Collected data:
================

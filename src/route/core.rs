use std::collections::HashMap;
use std::fmt;
use std::future::Future;
use std::rc::Rc;

use futures::future::{FutureExt, LocalBoxFuture};

use crate::error::{Result, RouterError};
use crate::outlet::OutletContent;

/// Content handed to an outlet once a route resolves.
///
/// `Deferred` values settle later; the outlet flusher suspends the replacement
/// until they do.
pub enum Content {
    Ready(OutletContent),
    Deferred(LocalBoxFuture<'static, OutletContent>),
}

impl Content {
    pub fn ready(content: impl Into<OutletContent>) -> Self {
        Content::Ready(content.into())
    }

    pub fn deferred<F>(future: F) -> Self
    where
        F: Future<Output = OutletContent> + 'static,
    {
        Content::Deferred(future.boxed_local())
    }
}

impl fmt::Debug for Content {
    fn fmt(&self, f: &mut fmt::Formatter<'_>) -> fmt::Result {
        match self {
            Content::Ready(content) => f.debug_tuple("Ready").field(content).finish(),
            Content::Deferred(_) => f.write_str("Deferred(<pending>)"),
        }
    }
}

/// Capability invoked with no arguments each time its route is flushed.
pub type ContentProvider = Rc<dyn Fn() -> Content>;

/// One route table value: content to flush, or a redirect to another key in
/// the same table.
#[derive(Clone)]
pub enum RouteEntry {
    Content(ContentProvider),
    Redirect(String),
}

impl fmt::Debug for RouteEntry {
    fn fmt(&self, f: &mut fmt::Formatter<'_>) -> fmt::Result {
        match self {
            RouteEntry::Content(_) => f.write_str("Content(<provider>)"),
            RouteEntry::Redirect(target) => f.debug_tuple("Redirect").field(target).finish(),
        }
    }
}

/// Result of resolving a candidate path against a route table.
///
/// `path` is the table key that matched (possibly empty). A missing
/// `destination` means no entry matched at any truncation depth; `redirected`
/// reports whether at least one redirect hop was taken on the way.
#[derive(Clone)]
pub struct Match {
    pub path: String,
    pub destination: Option<ContentProvider>,
    pub redirected: bool,
}

impl Match {
    /// The match signalling "use the not-found provider".
    pub fn empty() -> Self {
        Self {
            path: String::new(),
            destination: None,
            redirected: false,
        }
    }
}

impl fmt::Debug for Match {
    fn fmt(&self, f: &mut fmt::Formatter<'_>) -> fmt::Result {
        f.debug_struct("Match")
            .field("path", &self.path)
            .field("destination", &self.destination.as_ref().map(|_| "<provider>"))
            .field("redirected", &self.redirected)
            .finish()
    }
}

/// Immutable (per configuration) mapping from exact path strings to entries.
///
/// Keys are exact strings; there is no pattern or wildcard matching. Longest
/// prefix resolution comes purely from [`RouteTable::longest_match`]
/// truncating the candidate at `/` boundaries.
#[derive(Debug, Clone, Default)]
pub struct RouteTable {
    entries: HashMap<String, RouteEntry>,
}

impl RouteTable {
    pub fn new() -> Self {
        Self::default()
    }

    pub fn with_content(mut self, path: impl Into<String>, provider: ContentProvider) -> Self {
        self.insert_content(path, provider);
        self
    }

    pub fn with_redirect(mut self, path: impl Into<String>, target: impl Into<String>) -> Self {
        self.insert_redirect(path, target);
        self
    }

    pub fn insert_content(&mut self, path: impl Into<String>, provider: ContentProvider) {
        self.entries
            .insert(path.into(), RouteEntry::Content(provider));
    }

    pub fn insert_redirect(&mut self, path: impl Into<String>, target: impl Into<String>) {
        self.entries
            .insert(path.into(), RouteEntry::Redirect(target.into()));
    }

    pub fn len(&self) -> usize {
        self.entries.len()
    }

    pub fn is_empty(&self) -> bool {
        self.entries.is_empty()
    }

    /// Single-level lookup that follows redirect chains.
    ///
    /// A chain ending in a missing key reports the miss with the accumulated
    /// `redirected` flag and the dead target as `path`. A previously visited
    /// path reappearing in the chain fails fast with
    /// [`RouterError::RedirectCycle`] instead of looping.
    pub fn resolve(&self, path: &str) -> Result<Match> {
        let mut current = path.to_string();
        let mut redirected = false;
        let mut visited: Vec<String> = Vec::new();

        loop {
            match self.entries.get(current.as_str()) {
                Some(RouteEntry::Content(provider)) => {
                    return Ok(Match {
                        path: current,
                        destination: Some(Rc::clone(provider)),
                        redirected,
                    });
                }
                Some(RouteEntry::Redirect(target)) => {
                    if visited.contains(&current) {
                        return Err(RouterError::RedirectCycle(current));
                    }
                    redirected = true;
                    let next = target.clone();
                    visited.push(current);
                    current = next;
                }
                None => {
                    return Ok(Match {
                        path: current,
                        destination: None,
                        redirected,
                    });
                }
            }
        }
    }

    /// Longest-prefix resolution by progressive truncation.
    ///
    /// The full candidate is resolved first, so the first hit is already the
    /// longest match; on a miss the candidate is cut at its last `/` and
    /// retried. An empty truncation result ends the search with the empty
    /// match. Note the asymmetry around the empty key: the *initial* candidate
    /// is resolved even when empty, so a `""` table entry routes the blank
    /// fragment, but truncation never reaches `""`.
    pub fn longest_match(&self, candidate: &str) -> Result<Match> {
        let mut candidate = candidate;
        loop {
            let resolved = self.resolve(candidate)?;
            if resolved.destination.is_some() {
                return Ok(resolved);
            }
            candidate = match candidate.rfind('/') {
                Some(separator) => &candidate[..separator],
                None => "",
            };
            if candidate.is_empty() {
                return Ok(Match::empty());
            }
        }
    }
}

================

For every line in the records above that holds "bool", add one, and report the sum alone.

**Written response**: 2